We are broken and our darkness is obvious to ourselves and others; compounded by the fact, that we often deny our sin, while judging those whose sin is more blatant, in order to justify ourselves. We are complex in our brokenness. We believers even demand that “they” (notice the other-oriented language of religion) understand our transactional approach to redemption, as if it would make sense to a non-believer.
Meanwhile, this transformational God of love, who demands no transaction on his part, still offers one, simply because we need it. We say He needs it, to overcome His wrath toward sin, putting the blame on Him. That’s the old religious commandment John speaks of, necessary to overcome our need for transactional love, but only until God could offer His transformational gift, planned even before the world was created! Our Creator would dare to give us choices, while fully understanding consequences. God’s gift of His Son is like having to cut a deal with a prodigal child who is suffering financially, because they are too stubborn to accept your charity. Jesus even authored a story about this in Luke!
Jesus was the Son of God become flesh. He never required anything of anyone to receive his blessing. The only reason he required the lepers once healed, to go and show themselves to the priests, was so that those “clergy” might escape the religious trap set by the transactional nature of the law.
It was God who went looking for Adam in the garden, not withdrawing because of man’s ridiculous deal with a fallen angel. It was Adam who was hiding; fretting over how he might win back the good graces of God. It is we who demand sacrifice for our sins, for that is the nature of sin; mercy is the nature of love.
Now the sacrifice has been fully made, once and for all; and yet we stand back and “sniff over it” like an animal not quite sure of his food. Some can’t believe it could be true and look for a “better deal”, lashing out at the idea that God would become flesh and die. How could a God die? Then we offer up our own broken responses to sin…numerous religions; each transactional in some way, none truly transformational. Welcome to America, now the last place you can use the name of Jesus with comfort, which I find powerfully convincing of His reality!
Even evangelical Christianity, at times can make God look like the bad guy. He works out a transaction that we can easily buy into and then we re-define His love, with a complex formula that aligns more with Old Testament Law than grace.
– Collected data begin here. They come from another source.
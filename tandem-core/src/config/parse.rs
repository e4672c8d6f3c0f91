//! Minimal TOML parser for link configuration
//!
//! Handles only the subset `link.toml` uses, not full TOML.
//!
//! Supported features:
//! - Key = value pairs (string, integer, boolean, integer array)
//! - [section] headers: `bus`, `signal`, `initiator`, `responder`
//! - Comments (# ...)
//!
//! Escape sequences in strings are kept verbatim; `\"` does not end a
//! string but is not unescaped either.
//!
//! Keys missing from the input keep their defaults.

use heapless::Vec;

use tandem_hal::Mode;
use tandem_protocol::OverflowPolicy;

use super::types::LinkConfig;
use crate::signal::{Policy, MAX_RESIDUES};

/// What went wrong on a line
#[derive(Debug, Clone, Copy, PartialEq, Eq)]
#[cfg_attr(feature = "defmt", derive(defmt::Format))]
pub enum ConfigErrorKind {
    /// Unknown or malformed section header
    InvalidSection,
    /// Key not valid in its section
    UnknownKey,
    /// Line is neither a header nor `key = value`
    Syntax,
    /// Value has the wrong type or is out of range
    InvalidValue,
    /// Template longer than a frame
    TemplateTooLong,
    /// Policy name unknown, or residues invalid
    InvalidPolicy,
}

/// Parse error with its 1-based line number
#[derive(Debug, Clone, Copy, PartialEq, Eq)]
#[cfg_attr(feature = "defmt", derive(defmt::Format))]
pub struct ParseError {
    /// Line the error was found on (0 for whole-input errors)
    pub line: usize,
    /// Error kind
    pub kind: ConfigErrorKind,
}

#[derive(Debug, Clone, Copy, PartialEq, Eq)]
enum Section {
    Root,
    Bus,
    Signal,
    Initiator,
    Responder,
}

/// Responder policy as written, resolved once the section is complete
#[derive(Debug, Clone, Copy, PartialEq, Eq)]
enum PolicyName {
    WhenStaged,
    Always,
    Never,
    Residues,
}

/// Parse TOML text into a [`LinkConfig`]
pub fn parse_config(input: &str) -> Result<LinkConfig, ParseError> {
    let mut config = LinkConfig::default();
    let mut section = Section::Root;

    let mut policy_name: Option<(usize, PolicyName)> = None;
    let mut residues: Option<(usize, Vec<u32, MAX_RESIDUES>)> = None;

    for (index, line) in input.lines().enumerate() {
        let line_no = index + 1;
        let at = |kind| ParseError {
            line: line_no,
            kind,
        };
        let line = strip_comment(line).trim();

        if line.is_empty() {
            continue;
        }

        if line.starts_with('[') && line.ends_with(']') {
            section = parse_section_header(&line[1..line.len() - 1])
                .ok_or(at(ConfigErrorKind::InvalidSection))?;
            continue;
        }

        let (key, value) = parse_key_value(line).ok_or(at(ConfigErrorKind::Syntax))?;

        match (section, key) {
            (Section::Bus, "frequency") => config.bus.frequency = parse_int(value).map_err(at)?,
            (Section::Bus, "mode") => {
                config.bus.mode = Mode::from_index(parse_int(value).map_err(at)?)
                    .ok_or(at(ConfigErrorKind::InvalidValue))?
            }
            (Section::Bus, "queue_depth") => {
                config.bus.queue_depth = parse_int(value).map_err(at)?
            }

            (Section::Signal, "active_low") => {
                config.signal.active_low = parse_bool(value).map_err(at)?
            }

            (Section::Initiator, "timeout_ms") => {
                config.initiator.timeout_ms = parse_int(value).map_err(at)?
            }
            (Section::Initiator, "cycle_delay_ms") => {
                config.initiator.cycle_delay_ms = parse_int(value).map_err(at)?
            }
            (Section::Initiator, "template") => {
                config.initiator.template = parse_template(value).map_err(at)?
            }
            (Section::Initiator, "overflow") => {
                config.initiator.overflow = parse_overflow(value).map_err(at)?
            }

            (Section::Responder, "timeout_ms") => {
                let ms: u32 = parse_int(value).map_err(at)?;
                config.responder.timeout_ms = if ms == 0 { None } else { Some(ms) };
            }
            (Section::Responder, "template") => {
                config.responder.template = parse_template(value).map_err(at)?
            }
            (Section::Responder, "overflow") => {
                config.responder.overflow = parse_overflow(value).map_err(at)?
            }
            (Section::Responder, "policy") => {
                policy_name = Some((line_no, parse_policy_name(value).map_err(at)?))
            }
            (Section::Responder, "residues") => {
                residues = Some((line_no, parse_int_array(value).map_err(at)?))
            }

            _ => return Err(at(ConfigErrorKind::UnknownKey)),
        }
    }

    if let Some(policy) = resolve_policy(policy_name, residues)? {
        config.responder.policy = policy;
    }

    Ok(config)
}

fn resolve_policy(
    name: Option<(usize, PolicyName)>,
    residues: Option<(usize, Vec<u32, MAX_RESIDUES>)>,
) -> Result<Option<Policy>, ParseError> {
    let invalid = |line| ParseError {
        line,
        kind: ConfigErrorKind::InvalidPolicy,
    };
    match (name, residues) {
        (None, None) => Ok(None),
        (Some((_, PolicyName::WhenStaged)), _) => Ok(Some(Policy::WhenStaged)),
        (Some((_, PolicyName::Always)), _) => Ok(Some(Policy::Always)),
        (Some((_, PolicyName::Never)), _) => Ok(Some(Policy::Never)),
        (Some((line, PolicyName::Residues)), None) => Err(invalid(line)),
        // A schedule alone implies the residue policy
        (_, Some((line, moduli))) => Policy::residues(&moduli).map(Some).ok_or(invalid(line)),
    }
}

fn parse_section_header(header: &str) -> Option<Section> {
    match header.trim() {
        "bus" => Some(Section::Bus),
        "signal" => Some(Section::Signal),
        "initiator" => Some(Section::Initiator),
        "responder" => Some(Section::Responder),
        _ => None,
    }
}

/// Drop a trailing comment, leaving `#` inside strings alone
fn strip_comment(line: &str) -> &str {
    let mut in_string = false;
    let mut escaped = false;
    for (i, c) in line.char_indices() {
        match c {
            _ if escaped => escaped = false,
            '\\' if in_string => escaped = true,
            '"' => in_string = !in_string,
            '#' if !in_string => return &line[..i],
            _ => {}
        }
    }
    line
}

fn parse_key_value(line: &str) -> Option<(&str, &str)> {
    let eq_pos = line.find('=')?;
    let key = line[..eq_pos].trim();
    let value = line[eq_pos + 1..].trim();

    if key.is_empty() || value.is_empty() {
        return None;
    }

    Some((key, value))
}

fn parse_string(value: &str) -> Result<&str, ConfigErrorKind> {
    if value.len() >= 2 && value.starts_with('"') && value.ends_with('"') {
        Ok(&value[1..value.len() - 1])
    } else {
        Err(ConfigErrorKind::InvalidValue)
    }
}

/// Integers may use `_` separators (`1_000_000`)
fn parse_int<T: core::str::FromStr>(value: &str) -> Result<T, ConfigErrorKind> {
    let mut digits: heapless::String<24> = heapless::String::new();
    for c in value.chars().filter(|&c| c != '_') {
        digits.push(c).map_err(|_| ConfigErrorKind::InvalidValue)?;
    }
    digits.parse().map_err(|_| ConfigErrorKind::InvalidValue)
}

fn parse_bool(value: &str) -> Result<bool, ConfigErrorKind> {
    match value {
        "true" => Ok(true),
        "false" => Ok(false),
        _ => Err(ConfigErrorKind::InvalidValue),
    }
}

fn parse_template(
    value: &str,
) -> Result<heapless::String<{ crate::engine::MAX_TEMPLATE_LEN }>, ConfigErrorKind> {
    let text = parse_string(value)?;
    let mut template = heapless::String::new();
    template
        .push_str(text)
        .map_err(|_| ConfigErrorKind::TemplateTooLong)?;
    Ok(template)
}

fn parse_overflow(value: &str) -> Result<OverflowPolicy, ConfigErrorKind> {
    match parse_string(value)? {
        "truncate" => Ok(OverflowPolicy::Truncate),
        "reject" => Ok(OverflowPolicy::Reject),
        _ => Err(ConfigErrorKind::InvalidValue),
    }
}

fn parse_policy_name(value: &str) -> Result<PolicyName, ConfigErrorKind> {
    match parse_string(value)? {
        "when_staged" => Ok(PolicyName::WhenStaged),
        "always" => Ok(PolicyName::Always),
        "never" => Ok(PolicyName::Never),
        "residues" => Ok(PolicyName::Residues),
        _ => Err(ConfigErrorKind::InvalidPolicy),
    }
}

/// Parse `[5, 6]`
fn parse_int_array(value: &str) -> Result<Vec<u32, MAX_RESIDUES>, ConfigErrorKind> {
    let inner = value
        .strip_prefix('[')
        .and_then(|v| v.strip_suffix(']'))
        .ok_or(ConfigErrorKind::InvalidValue)?;

    let mut out = Vec::new();
    for item in inner.split(',') {
        let item = item.trim();
        if item.is_empty() {
            // Trailing comma
            continue;
        }
        out.push(parse_int(item)?)
            .map_err(|_| ConfigErrorKind::InvalidPolicy)?;
    }
    Ok(out)
}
Our sinner’s prayers…”repeat after me”…what audacity to think that our instruction rather than God’s love could win a sinner’s heart! We are both foolish and overly religious if we think this the case. We will win people by walking as Jesus did (I Jn, 2:6b). He is faithful and just to forgive us our sins and transform our lives, simply for the asking (I Jn1:9); no religious ceremony needed. If there seems to be the need for the latter, it is our transactional nature, not His!
Darkness is passing and the true light is already shining. Jesus brought a new day to an old religion. Let’s not make this difficult!